WHAT YOU NEED TO DO> Print the data that follows again, keeping every line exact.

(Saved entries)
-- Opening Marker --

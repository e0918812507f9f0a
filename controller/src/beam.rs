//! Laser-trip detector.
//!
//! Each cycle reads every beam sensor; a HIGH sensor means the light path is
//! interrupted. The buzzer sounds while at least one beam is broken.

use std::{fmt, future::Future, time::Duration};

use embedded_hal::digital::{InputPin, OutputPin, PinState};
use tracing::{info, warn};

use crate::{
    error::Error, output::GuardedOutput, schedule::poll_until, shutdown::ShutdownSignalError,
};

/// Broken beams seen in one cycle, as 1-based beam numbers in ascending order.
#[derive(Debug, Clone, Default, PartialEq, Eq)]
pub struct BeamReport {
    broken: Vec<usize>,
}

impl BeamReport {
    pub fn from_levels<I>(levels: I) -> Self
    where
        I: IntoIterator<Item = bool>,
    {
        let broken = levels
            .into_iter()
            .enumerate()
            .filter_map(|(i, high)| high.then_some(i + 1))
            .collect();
        Self { broken }
    }

    pub fn broken(&self) -> &[usize] {
        &self.broken
    }

    pub fn is_clear(&self) -> bool {
        self.broken.is_empty()
    }
}

impl fmt::Display for BeamReport {
    fn fmt(&self, f: &mut fmt::Formatter<'_>) -> fmt::Result {
        if self.is_clear() {
            f.write_str("all OK")
        } else {
            write!(f, "broken: {:?}", self.broken)
        }
    }
}

pub struct BeamMonitor<I, O: OutputPin> {
    sensors: Vec<I>,
    buzzer: GuardedOutput<O>,
    last: Option<BeamReport>,
}

impl<I, O> BeamMonitor<I, O>
where
    I: InputPin,
    O: OutputPin,
{
    /// Sensors are given in beam order. The buzzer starts silent.
    pub fn new(sensors: Vec<I>, buzzer: O) -> Result<Self, Error> {
        let buzzer = GuardedOutput::new("buzzer", buzzer, PinState::Low).map_err(Error::gpio)?;
        Ok(Self {
            sensors,
            buzzer,
            last: None,
        })
    }

    pub fn beam_count(&self) -> usize {
        self.sensors.len()
    }

    pub fn is_buzzing(&self) -> bool {
        self.buzzer.is_active()
    }

    /// One cycle: read all beams, drive the buzzer, report.
    pub fn scan(&mut self) -> Result<BeamReport, Error> {
        let levels = self
            .sensors
            .iter_mut()
            .map(|sensor| sensor.is_high())
            .collect::<Result<Vec<_>, _>>()
            .map_err(Error::gpio)?;
        let report = BeamReport::from_levels(levels);

        self.buzzer
            .set_active(!report.is_clear())
            .map_err(Error::gpio)?;

        info!("beams: {}", report);
        if self.last.as_ref() != Some(&report) {
            if report.is_clear() {
                info!("buzzer off");
            } else {
                warn!(broken = ?report.broken(), "beam broken, buzzer on");
            }
            self.last = Some(report.clone());
        }
        Ok(report)
    }

    /// Scans every `period` until `shutdown` resolves, then silences the
    /// buzzer and releases all pins. Cleanup also runs when a scan fails.
    pub async fn run<S>(mut self, period: Duration, shutdown: S) -> Result<(), Error>
    where
        S: Future<Output = Result<(), ShutdownSignalError>>,
    {
        let outcome = poll_until(period, shutdown, || self.scan().map(|_| ())).await;
        let released = self.release();
        outcome?;
        released
    }

    /// Silences the buzzer and drops the sensor pins.
    pub fn release(&mut self) -> Result<(), Error> {
        info!("cleaning up beam monitor GPIO");
        self.sensors.clear();
        self.buzzer.release().map_err(Error::gpio)
    }
}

-- Closing Marker --

SOLUTION TO THIS EXERCISE>
repository e0918812507f9f0a
filename controller/src/beam.rs
//! Laser-trip detector.
//!
//! Each cycle reads every beam sensor; a HIGH sensor means the light path is
//! interrupted. The buzzer sounds while at least one beam is broken.

use std::{fmt, future::Future, time::Duration};

use embedded_hal::digital::{InputPin, OutputPin, PinState};
use tracing::{info, warn};

use crate::{
    error::Error, output::GuardedOutput, schedule::poll_until, shutdown::ShutdownSignalError,
};

/// Broken beams seen in one cycle, as 1-based beam numbers in ascending order.
#[derive(Debug, Clone, Default, PartialEq, Eq)]
pub struct BeamReport {
    broken: Vec<usize>,
}

impl BeamReport {
    pub fn from_levels<I>(levels: I) -> Self
    where
        I: IntoIterator<Item = bool>,
    {
        let broken = levels
            .into_iter()
            .enumerate()
            .filter_map(|(i, high)| high.then_some(i + 1))
            .collect();
        Self { broken }
    }

    pub fn broken(&self) -> &[usize] {
        &self.broken
    }

    pub fn is_clear(&self) -> bool {
        self.broken.is_empty()
    }
}

impl fmt::Display for BeamReport {
    fn fmt(&self, f: &mut fmt::Formatter<'_>) -> fmt::Result {
        if self.is_clear() {
            f.write_str("all OK")
        } else {
            write!(f, "broken: {:?}", self.broken)
        }
    }
}

pub struct BeamMonitor<I, O: OutputPin> {
    sensors: Vec<I>,
    buzzer: GuardedOutput<O>,
    last: Option<BeamReport>,
}

impl<I, O> BeamMonitor<I, O>
where
    I: InputPin,
    O: OutputPin,
{
    /// Sensors are given in beam order. The buzzer starts silent.
    pub fn new(sensors: Vec<I>, buzzer: O) -> Result<Self, Error> {
        let buzzer = GuardedOutput::new("buzzer", buzzer, PinState::Low).map_err(Error::gpio)?;
        Ok(Self {
            sensors,
            buzzer,
            last: None,
        })
    }

    pub fn beam_count(&self) -> usize {
        self.sensors.len()
    }

    pub fn is_buzzing(&self) -> bool {
        self.buzzer.is_active()
    }

    /// One cycle: read all beams, drive the buzzer, report.
    pub fn scan(&mut self) -> Result<BeamReport, Error> {
        let levels = self
            .sensors
            .iter_mut()
            .map(|sensor| sensor.is_high())
            .collect::<Result<Vec<_>, _>>()
            .map_err(Error::gpio)?;
        let report = BeamReport::from_levels(levels);

        self.buzzer
            .set_active(!report.is_clear())
            .map_err(Error::gpio)?;

        info!("beams: {}", report);
        if self.last.as_ref() != Some(&report) {
            if report.is_clear() {
                info!("buzzer off");
            } else {
                warn!(broken = ?report.broken(), "beam broken, buzzer on");
            }
            self.last = Some(report.clone());
        }
        Ok(report)
    }

    /// Scans every `period` until `shutdown` resolves, then silences the
    /// buzzer and releases all pins. Cleanup also runs when a scan fails.
    pub async fn run<S>(mut self, period: Duration, shutdown: S) -> Result<(), Error>
    where
        S: Future<Output = Result<(), ShutdownSignalError>>,
    {
        let outcome = poll_until(period, shutdown, || self.scan().map(|_| ())).await;
        let released = self.release();
        outcome?;
        released
    }

    /// Silences the buzzer and drops the sensor pins.
    pub fn release(&mut self) -> Result<(), Error> {
        info!("cleaning up beam monitor GPIO");
        self.sensors.clear();
        self.buzzer.release().map_err(Error::gpio)
    }
}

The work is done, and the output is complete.